Every photographer needs to make their own call on this based on how well they know their client. My opinion: I think you want to decide this with your client.
If there is a temporary red mark on a clients face and you take it off, or reduce dark shadows under they eyes, take dust or loose threads off do clothing, a client is unlikely to mind or even notice. If you fail to take such things off, they are likely to notice them .
When it comes to features which are a part of them, removing them without asking can backfire. Badly. Because you are making a judgement about there being something wrong with who they are. She, her family or her partner might love that "feature" which is not a flaw to them.
Making credible moves which reduce the emphasis on a feature is generally safe.
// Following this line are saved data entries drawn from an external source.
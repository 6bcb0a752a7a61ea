//! Instagram (Facebook Login) OAuth authentication
//!
//! Handles:
//! - Authorization code flow against the Graph API
//! - Signed, expiring OAuth state (CSRF)
//! - One-time handoff of the access token to the browser
//! - The request-scoped Graph session extractor

mod handoff;
mod oauth;
mod session;
pub mod state;

pub use handoff::HandoffStore;
pub use oauth::{OAUTH_STATE_COOKIE, auth_router};
pub use session::{GraphSession, MaybeGraphSession};
pub use state::{OAuthState, issue_state, verify_state};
So, if the hair stands out because it is darker and you make the color be closer to the color of her skin without removing it, you are making what is probably good move. If the hair is creating shadows or has highlights on it and you reduce or eliminate the shadows or highlights, again this is good. If the light is emphasizing the issue and you reverse the effect or if there is a way to light her that deemphasizes the issue and you edit so as to give the impression that is how that part is lit, that is also safe as long as it is credible. Same goes for protecting this region from contrast enhancing or sharpening effects.
Models will probably expect to be Photoshopped, but even so, there are lines better not crossed. I remember a rant about a photographer who removed a tattoo without talking with the model first .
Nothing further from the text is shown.